Gargalhada

quarta-feira, outubro 14, 2009


"A única crítica é a gargalhada! Nós bem o sabemos: a gargalhada nem é um raciocínio, nem um sentimento; não cria nada, destrói tudo, não responde por coisa alguma. E no entanto é o único comentário do mundo político em Portugal. Um Governo decreta? gargalhada. Reprime? gargalhada. Cai? gargalhada. E sempre esta política, liberal ou opressiva, terá em redor dela, sobre ela, envolvendo-a como a palpitação de asas de uma ave monstruosa, sempre, perpetuamente, vibrante, e cruel – a gargalhada! Política querida, sê o que quiseres, toma todas as atitudes, pensa, ensina, discute, oprime – nós riremos. A tua atmosfera é de chalaça."
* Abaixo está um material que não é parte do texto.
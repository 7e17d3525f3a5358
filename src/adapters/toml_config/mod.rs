// TOML config adapter - Configuration management using TOML files

use crate::domain::errors::*;
use crate::domain::model::*;
use crate::ports::*;
use async_trait::async_trait;
use std::path::{Path, PathBuf};
use std::str::FromStr;
use std::sync::{Arc, RwLock};

/// Name of the config file picked up from the working directory
pub const DEFAULT_CONFIG_FILE: &str = "trimkit.toml";

/// TOML configuration adapter
pub struct TomlConfigAdapter {
    config: Arc<RwLock<AppConfig>>,
    config_file_path: Arc<RwLock<Option<PathBuf>>>,
}

impl TomlConfigAdapter {
    /// Create new TOML config adapter holding defaults
    pub fn new() -> Self {
        Self::with_config(AppConfig::default())
    }

    pub fn with_config(config: AppConfig) -> Self {
        Self {
            config: Arc::new(RwLock::new(config)),
            config_file_path: Arc::new(RwLock::new(None)),
        }
    }

    fn read(&self) -> AppConfig {
        match self.config.read() {
            Ok(guard) => guard.clone(),
            Err(poisoned) => poisoned.into_inner().clone(),
        }
    }

    fn write(&self, config: AppConfig) {
        match self.config.write() {
            Ok(mut guard) => *guard = config,
            Err(poisoned) => *poisoned.into_inner() = config,
        }
    }

    fn remember_path(&self, path: &Path) {
        if let Ok(mut guard) = self.config_file_path.write() {
            *guard = Some(path.to_path_buf());
        }
    }

    /// Deserialize config from TOML string
    fn deserialize_config(content: &str) -> Result<AppConfig, DomainError> {
        toml::from_str(content)
            .map_err(|e| DomainError::ConfigError(format!("Failed to parse TOML config: {}", e)))
    }
}

impl Default for TomlConfigAdapter {
    fn default() -> Self {
        Self::new()
    }
}

fn parse_value<T: FromStr>(key: &str, value: &str) -> Result<T, DomainError> {
    value.trim().parse::<T>().map_err(|_| {
        DomainError::ConfigError(format!("Invalid value for {}: '{}'", key, value))
    })
}

/// Apply a dotted-key override to `config`
fn apply_override(config: &mut AppConfig, key: &str, value: &str) -> Result<(), DomainError> {
    match key {
        "engine.ffmpeg_path" => config.engine.ffmpeg_path = Some(PathBuf::from(value)),
        "engine.timeout_secs" => config.engine.timeout_secs = parse_value(key, value)?,
        "engine.threads" => config.engine.threads = parse_value(key, value)?,
        "output.storage_dir" => config.output.storage_dir = PathBuf::from(value),
        "encoding.video_codec" => config.encoding.video_codec = value.to_string(),
        "encoding.audio_codec" => config.encoding.audio_codec = value.to_string(),
        "encoding.preset" => config.encoding.preset = value.to_string(),
        "encoding.crf" => config.encoding.crf = parse_value(key, value)?,
        "hls.segment_seconds" => config.hls.segment_seconds = parse_value(key, value)?,
        "hls.playlist_name" => config.hls.playlist_name = value.to_string(),
        "hls.master_playlist_name" => config.hls.master_playlist_name = value.to_string(),
        "hls.segment_prefix" => config.hls.segment_prefix = value.to_string(),
        "logging.level" => config.logging.level = value.to_string(),
        "logging.format" => config.logging.format = value.to_string(),
        _ => {
            return Err(DomainError::ConfigError(format!(
                "Unknown configuration key: {}",
                key
            )))
        }
    }
    Ok(())
}

#[async_trait]
impl ConfigPort for TomlConfigAdapter {
    async fn current(&self) -> AppConfig {
        self.read()
    }

    async fn load_config(&self, file_path: &Path) -> Result<(), DomainError> {
        if !file_path.exists() {
            return Err(DomainError::FsFail(format!(
                "Config file does not exist: {}",
                file_path.display()
            )));
        }

        let content = std::fs::read_to_string(file_path)
            .map_err(|e| DomainError::FsFail(format!("Failed to read config file: {}", e)))?;
        let config = Self::deserialize_config(&content)?;
        config.validate()?;

        self.write(config);
        self.remember_path(file_path);
        tracing::info!("Loaded configuration from {}", file_path.display());
        Ok(())
    }

    async fn save_config(&self, file_path: &Path) -> Result<(), DomainError> {
        // Ensure parent directory exists
        if let Some(parent) = file_path.parent().filter(|p| !p.as_os_str().is_empty()) {
            std::fs::create_dir_all(parent).map_err(|e| {
                DomainError::FsFail(format!("Failed to create config directory: {}", e))
            })?;
        }

        let content = toml::to_string_pretty(&self.read())
            .map_err(|e| DomainError::ConfigError(format!("Failed to serialize config: {}", e)))?;
        std::fs::write(file_path, content)
            .map_err(|e| DomainError::FsFail(format!("Failed to write config file: {}", e)))?;

        self.remember_path(file_path);
        Ok(())
    }

    async fn set_config(&self, key: &str, value: &str) -> Result<(), DomainError> {
        let mut config = self.read();
        apply_override(&mut config, key, value)?;
        self.write(config);
        tracing::debug!("Set config {} = {}", key, value);
        Ok(())
    }

    async fn validate_config(&self) -> Result<(), DomainError> {
        self.read().validate()
    }

    async fn get_config_file_path(&self) -> Option<PathBuf> {
        self.config_file_path
            .read()
            .ok()
            .and_then(|guard| guard.clone())
    }
}

#[cfg(test)]
mod tests {
    use super::*;
    use tempfile::TempDir;

    #[tokio::test]
    async fn starts_with_defaults() {
        let adapter = TomlConfigAdapter::new();
        assert_eq!(adapter.current().await, AppConfig::default());
        assert!(adapter.get_config_file_path().await.is_none());
        assert!(adapter.validate_config().await.is_ok());
    }

    #[tokio::test]
    async fn set_config_overrides_typed_values() {
        let adapter = TomlConfigAdapter::new();
        adapter.set_config("encoding.crf", "18").await.unwrap();
        adapter.set_config("hls.segment_prefix", "chunk").await.unwrap();
        adapter.set_config("output.storage_dir", "/data/out").await.unwrap();

        let config = adapter.current().await;
        assert_eq!(config.encoding.crf, 18);
        assert_eq!(config.hls.segment_prefix, "chunk");
        assert_eq!(config.output.storage_dir, PathBuf::from("/data/out"));
    }

    #[tokio::test]
    async fn set_config_rejects_bad_input() {
        let adapter = TomlConfigAdapter::new();
        assert!(adapter.set_config("encoding.crf", "high").await.is_err());
        assert!(adapter.set_config("no.such.key", "1").await.is_err());

        adapter.set_config("encoding.crf", "70").await.unwrap();
        assert!(adapter.validate_config().await.is_err());
    }

    #[tokio::test]
    async fn save_then_load_preserves_values() {
        let temp = TempDir::new().unwrap();
        let path = temp.path().join("conf").join("trimkit.toml");

        let adapter = TomlConfigAdapter::new();
        adapter.set_config("encoding.preset", "slow").await.unwrap();
        adapter.set_config("hls.segment_seconds", "6").await.unwrap();
        adapter.save_config(&path).await.unwrap();

        let reloaded = TomlConfigAdapter::new();
        reloaded.load_config(&path).await.unwrap();
        let config = reloaded.current().await;
        assert_eq!(config.encoding.preset, "slow");
        assert_eq!(config.hls.segment_seconds, 6);
        assert_eq!(reloaded.get_config_file_path().await, Some(path));
    }

    #[tokio::test]
    async fn load_rejects_missing_and_invalid_files() {
        let temp = TempDir::new().unwrap();
        let adapter = TomlConfigAdapter::new();
        assert!(adapter.load_config(&temp.path().join("nope.toml")).await.is_err());

        let bad = temp.path().join("bad.toml");
        std::fs::write(&bad, "[encoding]\ncrf = \"x\"\n").unwrap();
        let err = adapter.load_config(&bad).await.unwrap_err();
        assert!(matches!(err, DomainError::ConfigError(_)));

        let invalid = temp.path().join("invalid.toml");
        std::fs::write(&invalid, "[hls]\nsegment_seconds = 0\n").unwrap();
        assert!(adapter.load_config(&invalid).await.is_err());
    }
}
Eça de Queirós, in 'Uma Campanha Alegre'


Já nada é crível ou credível, politicamente falando, em Portugal, há já longos anos. Como rir é o melhor remédio, também há já várias gerações, resta-nos gargalhar como forma de crítica. Mostremos a nossa descrença e descontentamento, não através de vozes descontentes e dedos espetados, mas rindo, com vontade, na cara daqueles que estão à frente do nosso país. Nada pode destituir a gargalhada. Não há resposta para ela, nem tão pouco sermões, senãos, ou promessas de retorno. E, no entanto, é o maior selo de descrédito que se pode oferecer. Ah! Ah!